When Mr. Colao, a North Italian cycling enthusiast, took the top job in July 2008, he inherited a sprawling empire of mobile-phone assets on five continents. When he hands over to Mr. Read in October—a move unexpectedly announced alongside full-year results Tuesday—Vodafone will own a more focused portfolio of both wired and wireless networks centered on Europe. Mr. Colao has sought a deeper footprint in fewer places.
The strategy made sense as the heavy returns on offer in the early years of mobile-phone adoption faded. But because most European telecom companies have been doing the same thing, it hasn’t been hugely rewarding. Mobile revenues fell for years even as smartphones sent mobile-data usage skyward. Vodafone shareholders who have reinvested dividends have doubled their money in euro terms under Mr.
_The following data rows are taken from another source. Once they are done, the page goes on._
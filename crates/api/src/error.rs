use axum::http::StatusCode;
use axum::response::{IntoResponse, Response};
use serde_json::json;

use mapforge_core::error::CoreError;

/// Application-level error type for HTTP handlers.
///
/// Wraps [`CoreError`] for domain errors and adds HTTP-specific variants.
/// Implements [`IntoResponse`] to produce consistent JSON error responses.
#[derive(Debug, thiserror::Error)]
pub enum AppError {
    /// A domain-level error from `mapforge_core`.
    #[error(transparent)]
    Core(#[from] CoreError),

    /// A database error from sqlx.
    #[error("Database error: {0}")]
    Database(#[from] sqlx::Error),

    /// A bad request with a human-readable message.
    #[error("Bad request: {0}")]
    BadRequest(String),

    /// An internal error with a human-readable message.
    #[error("Internal error: {0}")]
    InternalError(String),
}

/// Convenience type alias for handler return values.
pub type AppResult<T> = Result<T, AppError>;

impl IntoResponse for AppError {
    fn into_response(self) -> Response {
        let (status, code, message) = match &self {
            AppError::Core(core) => match core {
                CoreError::MapNotFound(id) => (
                    StatusCode::NOT_FOUND,
                    "NOT_FOUND",
                    format!("Map {id} not found"),
                ),
                CoreError::NodeNotFound(id) => (
                    StatusCode::NOT_FOUND,
                    "NOT_FOUND",
                    format!("Node {id} not found"),
                ),
                CoreError::Validation(msg) => {
                    (StatusCode::BAD_REQUEST, "VALIDATION_ERROR", msg.clone())
                }
                CoreError::Unauthorized(msg) => {
                    (StatusCode::UNAUTHORIZED, "UNAUTHORIZED", msg.clone())
                }
                CoreError::Persistence(msg) => {
                    tracing::error!(error = %msg, "Persistence failure");
                    (
                        StatusCode::INTERNAL_SERVER_ERROR,
                        "INTERNAL_ERROR",
                        "An internal error occurred".to_string(),
                    )
                }
            },

            AppError::Database(err) => {
                tracing::error!(error = %err, "Database error");
                (
                    StatusCode::INTERNAL_SERVER_ERROR,
                    "INTERNAL_ERROR",
                    "An internal error occurred".to_string(),
                )
            }

            AppError::BadRequest(msg) => (StatusCode::BAD_REQUEST, "BAD_REQUEST", msg.clone()),
            AppError::InternalError(msg) => {
                tracing::error!(error = %msg, "Internal error");
                (
                    StatusCode::INTERNAL_SERVER_ERROR,
                    "INTERNAL_ERROR",
                    "An internal error occurred".to_string(),
                )
            }
        };

        let body = json!({
            "error": message,
            "code": code,
        });

        (status, axum::Json(body)).into_response()
    }
}
//! HTTP route definitions.

use axum::routing::get;
use axum::Router;

use crate::state::AppState;
use crate::ws;

pub mod health;
pub mod maps;

/// All routes mounted under `/api`.
pub fn api_routes() -> Router<AppState> {
    Router::new().merge(maps::router())
}

/// The WebSocket endpoint, mounted at root level.
pub fn ws_routes() -> Router<AppState> {
    Router::new().route("/ws", get(ws::ws_handler))
}
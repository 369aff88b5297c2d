//! Repository for the `overlays` table.

use sqlx::PgPool;
use uuid::Uuid;

use crate::models::overlay::OverlayRow;

const COLUMNS: &str = "map_id, kind, payload, updated_at";

/// Provides persistence for per-map overlay collections.
pub struct OverlayRepo;

impl OverlayRepo {
    /// Load one overlay collection. A map with no stored overlay of this
    /// kind yields an empty list.
    pub async fn find(
        pool: &PgPool,
        map_id: Uuid,
        kind: &str,
    ) -> Result<Vec<serde_json::Value>, sqlx::Error> {
        let query = format!("SELECT {COLUMNS} FROM overlays WHERE map_id = $1 AND kind = $2");
        let row = sqlx::query_as::<_, OverlayRow>(&query)
            .bind(map_id)
            .bind(kind)
            .fetch_optional(pool)
            .await?;
        Ok(row.map(|r| r.entities()).unwrap_or_default())
    }

    /// Replace one overlay collection wholesale.
    pub async fn save(
        pool: &PgPool,
        map_id: Uuid,
        kind: &str,
        entities: &[serde_json::Value],
    ) -> Result<(), sqlx::Error> {
        sqlx::query(
            "INSERT INTO overlays (map_id, kind, payload, updated_at)
             VALUES ($1, $2, $3, NOW())
             ON CONFLICT (map_id, kind) DO UPDATE SET
                payload = EXCLUDED.payload,
                updated_at = NOW()",
        )
        .bind(map_id)
        .bind(kind)
        .bind(serde_json::Value::Array(entities.to_vec()))
        .execute(pool)
        .await?;
        Ok(())
    }
}
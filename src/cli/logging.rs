//! Logging setup for ace-install.
//!
//! Log lines go to stderr so they never mix with installer output. `RUST_LOG`
//! overrides the level chosen with `-v`.

use std::io;
use tracing_subscriber::layer::SubscriberExt;
use tracing_subscriber::util::SubscriberInitExt;
use tracing_subscriber::EnvFilter;

/// Filter directive for a `-v` count.
pub fn level_for(verbosity: u8) -> &'static str {
    match verbosity {
        0 => "warn",
        1 => "info",
        _ => "debug",
    }
}

/// Initialize the global subscriber.
pub fn init(verbosity: u8) {
    let env_filter =
        EnvFilter::try_from_default_env().unwrap_or_else(|_| EnvFilter::new(level_for(verbosity)));

    let stderr_layer = tracing_subscriber::fmt::layer()
        .with_writer(io::stderr)
        .with_target(false);

    // A subscriber may already be set when embedded in tests.
    let _ = tracing_subscriber::registry()
        .with(env_filter)
        .with(stderr_layer)
        .try_init();
}

#[cfg(test)]
mod tests {
    use super::*;

    #[test]
    fn test_levels() {
        assert_eq!(level_for(0), "warn");
        assert_eq!(level_for(1), "info");
        assert_eq!(level_for(2), "debug");
        assert_eq!(level_for(9), "debug");
    }
}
Colao, but the share price is up just 15%.
The company has promoted its current chief financial officer. This is wise, given the $23 billion purchase of mainly German cable assets from John Malone’s Liberty Global announced last week. The healthy premium Vodafone has agreed to pay makes the deal unusually dependent on cost savings, for which Mr. Read can be held responsible. The risk that antitrust regulators don’t like the combination of Germany’s two dominant cable networks could overshadow Vodafone for the next year or so.
Vodafone and its peers are responsible for the plumbing of the digital world, but they haven’t benefited much from its breakneck expansion. That’s one thing that may stay the same.